- **TASK REQUIREMENTS**
Determine how many lines in the listing hold "Send" and give only that number.
·····
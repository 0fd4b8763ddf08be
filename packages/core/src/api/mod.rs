// Публичный API для мессенджера
// Вызовы отправки/получения поверх crypto-agility движка

pub mod messaging;

pub use messaging::{KeyDirectory, MessageSink, SecureMessenger};
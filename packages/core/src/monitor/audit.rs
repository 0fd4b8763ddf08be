use crate::crypto::algorithm::{AlgorithmId, SecurityLevel};
use chrono::{DateTime, Utc};
use serde::{Deserialize, Serialize};
use std::collections::BTreeMap;

/// Message counts per encryption algorithm, as reported by the message store.
#[derive(Debug, Clone, Default, PartialEq, Eq, Serialize, Deserialize)]
#[serde(rename_all = "camelCase")]
pub struct MessageStats {
    pub by_algorithm: BTreeMap<AlgorithmId, u64>,
}

impl MessageStats {
    pub fn record(&mut self, algorithm: AlgorithmId, count: u64) {
        *self.by_algorithm.entry(algorithm).or_default() += count;
    }

    pub fn total(&self) -> u64 {
        self.by_algorithm.values().sum()
    }

    fn count_where(&self, pred: impl Fn(AlgorithmId) -> bool) -> u64 {
        self.by_algorithm
            .iter()
            .filter(|(alg, _)| pred(**alg))
            .map(|(_, count)| *count)
            .sum()
    }

    pub fn quantum_vulnerable(&self) -> u64 {
        self.count_where(|alg| alg.security_level() == SecurityLevel::QuantumVulnerable)
    }

    pub fn hybrid(&self) -> u64 {
        self.count_where(|alg| alg.security_level() == SecurityLevel::Hybrid)
    }

    /// Pure post-quantum (resistant or safe), hybrids excluded.
    pub fn quantum_safe(&self) -> u64 {
        self.count_where(|alg| {
            matches!(
                alg.security_level(),
                SecurityLevel::QuantumSafe | SecurityLevel::QuantumResistant
            )
        })
    }
}

/// Count callback supplied by the external message store.
pub trait MessageStatsSource: Send + Sync {
    fn message_stats(&self) -> MessageStats;
}

impl<F> MessageStatsSource for F
where
    F: Fn() -> MessageStats + Send + Sync,
{
    fn message_stats(&self) -> MessageStats {
        self()
    }
}

/// Immutable point-in-time audit.
#[derive(Debug, Clone, PartialEq, Eq, Serialize, Deserialize)]
#[serde(rename_all = "camelCase")]
pub struct AuditReport {
    pub total_messages: u64,
    pub quantum_vulnerable_messages: u64,
    pub quantum_safe_messages: u64,
    pub hybrid_messages: u64,
    pub recommendations: Vec<String>,
    pub threat_score: u8,
    pub assessed_at: DateTime<Utc>,
}

impl AuditReport {
    pub fn vulnerable_percent(&self) -> f64 {
        percent(self.quantum_vulnerable_messages, self.total_messages)
    }
}

#[derive(Debug, Clone, Copy, PartialEq, Eq, Serialize, Deserialize)]
#[serde(rename_all = "lowercase")]
pub enum ReadinessStatus {
    Excellent,
    Good,
    Warning,
    Critical,
}

impl ReadinessStatus {
    pub fn from_score(score: u8) -> Self {
        match score {
            90..=u8::MAX => ReadinessStatus::Excellent,
            70..=89 => ReadinessStatus::Good,
            50..=69 => ReadinessStatus::Warning,
            _ => ReadinessStatus::Critical,
        }
    }
}

#[derive(Debug, Clone, PartialEq, Eq, Serialize, Deserialize)]
#[serde(rename_all = "camelCase")]
pub struct QuantumReadiness {
    pub score: u8,
    pub status: ReadinessStatus,
    pub details: Vec<String>,
}

pub(crate) fn percent(part: u64, total: u64) -> f64 {
    if total == 0 {
        0.0
    } else {
        part as f64 / total as f64 * 100.0
    }
}

/// Tiered guidance by the share of quantum-vulnerable traffic.
pub(crate) fn recommendations(stats: &MessageStats, threat_score: u8) -> Vec<String> {
    let total = stats.total();
    let mut out = Vec::new();

    if total == 0 {
        out.push(
            "No encrypted messages recorded yet; new conversations will use the \
             recommended algorithm"
                .to_string(),
        );
    } else {
        let vulnerable = percent(stats.quantum_vulnerable(), total);
        let line = if vulnerable > 80.0 {
            format!(
                "URGENT: {:.1}% of messages use quantum-vulnerable encryption; migrate to \
                 hybrid or post-quantum keys and re-encrypt stored history",
                vulnerable
            )
        } else if vulnerable > 60.0 {
            format!(
                "HIGH: {:.1}% of messages are quantum-vulnerable; enable hybrid mode for \
                 all active conversations",
                vulnerable
            )
        } else if vulnerable >= 40.0 {
            format!(
                "MODERATE: {:.1}% of messages are quantum-vulnerable; continue the \
                 migration to post-quantum algorithms",
                vulnerable
            )
        } else {
            "Excellent post-quantum adoption; keep monitoring the threat landscape".to_string()
        };
        out.push(line);

        if stats.hybrid() > 0 && stats.quantum_safe() == 0 {
            out.push(
                "Hybrid encryption is in use; plan the move to pure post-quantum keys".to_string(),
            );
        }
    }

    if threat_score >= 75 {
        out.push(format!(
            "Threat score {} is high: use ML-KEM-1024 for new long-lived keys",
            threat_score
        ));
    }
    out
}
·····
- **RESPONSE TO THE EXERCISE**
2